*** Opening of RECORDS ***
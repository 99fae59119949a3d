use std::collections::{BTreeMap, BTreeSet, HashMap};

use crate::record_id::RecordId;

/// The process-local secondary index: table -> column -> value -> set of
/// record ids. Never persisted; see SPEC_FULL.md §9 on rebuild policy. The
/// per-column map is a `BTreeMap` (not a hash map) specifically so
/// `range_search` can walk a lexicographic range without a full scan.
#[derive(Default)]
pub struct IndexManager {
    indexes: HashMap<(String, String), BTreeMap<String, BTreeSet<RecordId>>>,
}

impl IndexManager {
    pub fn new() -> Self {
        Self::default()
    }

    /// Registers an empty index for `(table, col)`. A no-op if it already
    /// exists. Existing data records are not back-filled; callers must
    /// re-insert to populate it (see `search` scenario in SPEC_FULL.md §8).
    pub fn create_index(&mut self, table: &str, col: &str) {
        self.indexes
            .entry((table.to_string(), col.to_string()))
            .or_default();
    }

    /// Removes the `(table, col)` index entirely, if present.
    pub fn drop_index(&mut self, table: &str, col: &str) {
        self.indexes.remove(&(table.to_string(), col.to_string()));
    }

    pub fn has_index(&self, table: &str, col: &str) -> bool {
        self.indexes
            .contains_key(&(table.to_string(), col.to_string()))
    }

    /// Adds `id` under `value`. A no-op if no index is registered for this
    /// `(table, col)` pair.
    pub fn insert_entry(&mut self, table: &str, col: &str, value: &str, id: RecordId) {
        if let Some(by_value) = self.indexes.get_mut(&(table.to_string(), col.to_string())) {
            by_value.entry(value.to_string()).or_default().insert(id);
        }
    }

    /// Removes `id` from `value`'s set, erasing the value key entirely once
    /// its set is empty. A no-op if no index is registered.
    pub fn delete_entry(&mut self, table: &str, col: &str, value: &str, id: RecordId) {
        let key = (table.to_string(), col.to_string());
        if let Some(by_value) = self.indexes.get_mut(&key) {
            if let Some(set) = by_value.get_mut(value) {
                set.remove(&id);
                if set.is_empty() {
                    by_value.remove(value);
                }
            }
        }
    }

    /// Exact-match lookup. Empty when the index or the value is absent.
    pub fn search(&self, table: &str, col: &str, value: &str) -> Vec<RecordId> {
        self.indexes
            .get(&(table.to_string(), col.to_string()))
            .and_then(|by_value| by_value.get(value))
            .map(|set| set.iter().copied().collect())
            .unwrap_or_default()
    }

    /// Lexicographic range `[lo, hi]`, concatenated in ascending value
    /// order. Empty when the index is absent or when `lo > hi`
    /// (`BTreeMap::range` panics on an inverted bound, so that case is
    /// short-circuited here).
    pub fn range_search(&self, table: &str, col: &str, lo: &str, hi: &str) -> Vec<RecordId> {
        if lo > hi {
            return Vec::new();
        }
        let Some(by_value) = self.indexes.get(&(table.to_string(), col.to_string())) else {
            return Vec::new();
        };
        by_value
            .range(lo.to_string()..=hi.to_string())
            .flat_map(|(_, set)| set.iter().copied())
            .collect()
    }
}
*** Close of RECORDS ***
* [WORK REQUEST] Output the data in full, exactly as it stands.

* [TASK SOLUTION]
repository 99fae59119949a3d
use std::collections::{BTreeMap, BTreeSet, HashMap};

use crate::record_id::RecordId;

/// The process-local secondary index: table -> column -> value -> set of
/// record ids. Never persisted; see SPEC_FULL.md §9 on rebuild policy. The
/// per-column map is a `BTreeMap` (not a hash map) specifically so
/// `range_search` can walk a lexicographic range without a full scan.
#[derive(Default)]
pub struct IndexManager {
    indexes: HashMap<(String, String), BTreeMap<String, BTreeSet<RecordId>>>,
}

impl IndexManager {
    pub fn new() -> Self {
        Self::default()
    }

    /// Registers an empty index for `(table, col)`. A no-op if it already
    /// exists. Existing data records are not back-filled; callers must
    /// re-insert to populate it (see `search` scenario in SPEC_FULL.md §8).
    pub fn create_index(&mut self, table: &str, col: &str) {
        self.indexes
            .entry((table.to_string(), col.to_string()))
            .or_default();
    }

    /// Removes the `(table, col)` index entirely, if present.
    pub fn drop_index(&mut self, table: &str, col: &str) {
        self.indexes.remove(&(table.to_string(), col.to_string()));
    }

    pub fn has_index(&self, table: &str, col: &str) -> bool {
        self.indexes
            .contains_key(&(table.to_string(), col.to_string()))
    }

    /// Adds `id` under `value`. A no-op if no index is registered for this
    /// `(table, col)` pair.
    pub fn insert_entry(&mut self, table: &str, col: &str, value: &str, id: RecordId) {
        if let Some(by_value) = self.indexes.get_mut(&(table.to_string(), col.to_string())) {
            by_value.entry(value.to_string()).or_default().insert(id);
        }
    }

    /// Removes `id` from `value`'s set, erasing the value key entirely once
    /// its set is empty. A no-op if no index is registered.
    pub fn delete_entry(&mut self, table: &str, col: &str, value: &str, id: RecordId) {
        let key = (table.to_string(), col.to_string());
        if let Some(by_value) = self.indexes.get_mut(&key) {
            if let Some(set) = by_value.get_mut(value) {
                set.remove(&id);
                if set.is_empty() {
                    by_value.remove(value);
                }
            }
        }
    }

    /// Exact-match lookup. Empty when the index or the value is absent.
    pub fn search(&self, table: &str, col: &str, value: &str) -> Vec<RecordId> {
        self.indexes
            .get(&(table.to_string(), col.to_string()))
            .and_then(|by_value| by_value.get(value))
            .map(|set| set.iter().copied().collect())
            .unwrap_or_default()
    }

    /// Lexicographic range `[lo, hi]`, concatenated in ascending value
    /// order. Empty when the index is absent or when `lo > hi`
    /// (`BTreeMap::range` panics on an inverted bound, so that case is
    /// short-circuited here).
    pub fn range_search(&self, table: &str, col: &str, lo: &str, hi: &str) -> Vec<RecordId> {
        if lo > hi {
            return Vec::new();
        }
        let Some(by_value) = self.indexes.get(&(table.to_string(), col.to_string())) else {
            return Vec::new();
        };
        by_value
            .range(lo.to_string()..=hi.to_string())
            .flat_map(|(_, set)| set.iter().copied())
            .collect()
    }
}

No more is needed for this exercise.